Indeed, for sophisticated investors who want to, say, trade Internet stocks from the islands, there are investment banks that can assist those who want to avoid paying U.S. taxes on the gains. "I can make an arrangement with an investment bank where I am not going to buy Internet stocks, but I am going to make believe I buy Internet stocks," Bodner explained.

"The investment bank creates a financial derivative [a security whose value is derived from another instrument, such as a stock price] so that when Dot Com goes up they will pay me the difference and when Dot Com goes down I pay them.

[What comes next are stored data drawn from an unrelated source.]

//! Password strength checks and hashing.
//!
//! A raw password becomes a [ValidatedPassword] once `zxcvbn` rates it as hard
//! to guess, and a [ValidatedPassword] becomes a salted bcrypt [PasswordHash]
//! before it is stored.

use std::fmt::Display;

use bcrypt::{BcryptError, hash, verify};
use serde::{Deserialize, Serialize};
use zxcvbn::{Score, feedback::Feedback, zxcvbn};

use crate::Error;

/// A password that is strong enough to use, but not yet hashed.
#[derive(Debug, Clone, PartialEq)]
pub struct ValidatedPassword(String);

impl ValidatedPassword {
    /// Check the strength of `raw_password_string`.
    ///
    /// # Errors
    ///
    /// Returns [Error::TooWeak] with suggestions for a stronger password if the
    /// password scores below three.
    pub fn new(raw_password_string: &str) -> Result<Self, Error> {
        let password_analysis = zxcvbn(raw_password_string, &[]);

        match password_analysis.score() {
            Score::Three | Score::Four => Ok(Self(raw_password_string.to_string())),
            _ => Err(Error::TooWeak(
                password_analysis
                    .feedback()
                    .unwrap_or(&Feedback::default())
                    .to_string(),
            )),
        }
    }

    /// Wrap `raw_password_string` without checking its strength.
    ///
    /// Used for seeding development databases.
    pub fn new_unchecked(raw_password_string: &str) -> Self {
        Self(raw_password_string.to_string())
    }
}

impl Display for ValidatedPassword {
    fn fmt(&self, f: &mut std::fmt::Formatter<'_>) -> std::fmt::Result {
        write!(f, "{}", str::repeat("*", 8))
    }
}

/// A salted and hashed password.
#[derive(Debug, Clone, PartialEq, Serialize, Deserialize)]
pub struct PasswordHash(String);

impl PasswordHash {
    /// An alias for the default encryption cost for hashing passwords.
    pub const DEFAULT_COST: u32 = bcrypt::DEFAULT_COST;

    /// Hash `password` with the given bcrypt `cost`.
    ///
    /// Tests use a cost of 4 to keep them fast.
    ///
    /// # Errors
    ///
    /// Returns [Error::HashingError] if bcrypt fails.
    pub fn new(password: ValidatedPassword, cost: u32) -> Result<Self, Error> {
        hash(&password.0, cost)
            .map(Self)
            .map_err(|error| Error::HashingError(error.to_string()))
    }

    /// Wrap a hash that was read back from the database.
    pub fn new_unchecked(raw_password_hash: &str) -> Self {
        Self(raw_password_hash.to_string())
    }

    /// Validate then hash `raw_password`.
    pub fn from_raw_password(raw_password: &str, cost: u32) -> Result<Self, Error> {
        let validated_password = ValidatedPassword::new(raw_password)?;
        PasswordHash::new(validated_password, cost)
    }

    /// Check that `raw_password` matches the stored password.
    pub fn verify(&self, raw_password: &str) -> Result<bool, BcryptError> {
        verify(raw_password, &self.0)
    }
}

impl AsRef<str> for PasswordHash {
    fn as_ref(&self) -> &str {
        &self.0
    }
}

impl Display for PasswordHash {
    fn fmt(&self, f: &mut std::fmt::Formatter<'_>) -> std::fmt::Result {
        write!(f, "{}", self.0)
    }
}


#[cfg(test)]
mod password_hash_tests {
    use crate::{PasswordHash, ValidatedPassword};

    #[test]
    fn hash_password_produces_verifiable_hash() {
        let password = "roostersgocockledoodledoo";
        let hash = PasswordHash::from_raw_password(password, 4).unwrap();

        assert!(hash.verify(password).unwrap());
        assert!(!hash.verify("the_wrong_password").unwrap());
    }

    #[test]
    fn hash_duplicate_password_produces_unique_hash() {
        let password = ValidatedPassword::new("turkeysgogobblegobble").unwrap();
        let hash = PasswordHash::new(password.clone(), 4).unwrap();
        let dupe_hash = PasswordHash::new(password, 4).unwrap();

        assert_ne!(hash, dupe_hash);
    }

    #[test]
    fn from_raw_password_fails_on_weak_password() {
        let hash = PasswordHash::from_raw_password("password1234", 4);

        assert!(hash.is_err());
    }
}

If the friendly investment bank in the Bahamas is willing to do that, now I don't have any U.S.-derived income.

"But, of course," he added, "you are paying a lot of money to an investment bank."

Bodner added that U.S. tax laws put Americans at a competitive disadvantage if they are bidding for work against Canadian, French or German residents of tax-free islands. "If the American freelancer is paying income tax, then the Canadian can offer the service 15 percent or 20 percent cheaper and still make more money. The American becomes uncompetitive."

Even when Americans have equal status with everyone else--as is the case in the U.S. Virgin Islands--they may find many difficulties to overcome. Randy Blaustein, a tax lawyer for Blaustein, Greenberg in New York City, tells of a real estate entrepreneur who won a tax incentive to develop a high-tech office park in the U.S. Virgin Islands. "He wanted to attract technology companies down. The problem was, he couldn't find enough qualified technical people to live there. If you become a resident, kids are a problem because the schools are no good. The cost of living is higher. Then there is the crime problem, the hurricanes, and it costs money to come back to the States and visit relatives."

Cable & Wireless PLC, which has telecommunications operations in the Caribbean, says it is unaware of any crime problems, but it does pay workers abroad allowances for housing and children's education. "Most people like it," said Claire Brown, who is on the C&W communications staff. "But the pace can be very slow and they feel under pressure by the U.K. to deliver things."

Novelist Herman Wouk described this 30 years ago. In his novel "Don't Stop the Carnival," a couple escape the insincerity and hustle of life in the entertainment industry and depart for a mythical Caribbean island to run an inn. By the end they give up, defeated by island attitudes, lassitude and violence.

"These things always sound wonderful," said Paul Knox, a tax practitioner at PricewaterhouseCoopers in London. "But I know of people who have gone to the islands and can't adapt to the island lifestyle. They have given up in despair. . . . Little happens. It is very claustrophobic, very little privacy, and everyone knows what you are doing. You have to be cut out for it."

What kind of people are cut out for it? Miami psychologist William Samek theorized: "They are people who like to be big fish in a small pond. They are educated, they are rich--at least compared with the locals. They choose to go to a poor area. They probably can mingle with every other important person in the area. They like being seen."

Oh, well. Converting to the island life sounds like so much trouble. Maybe I'll just go sit on the porch. And dream of an ocean breeze.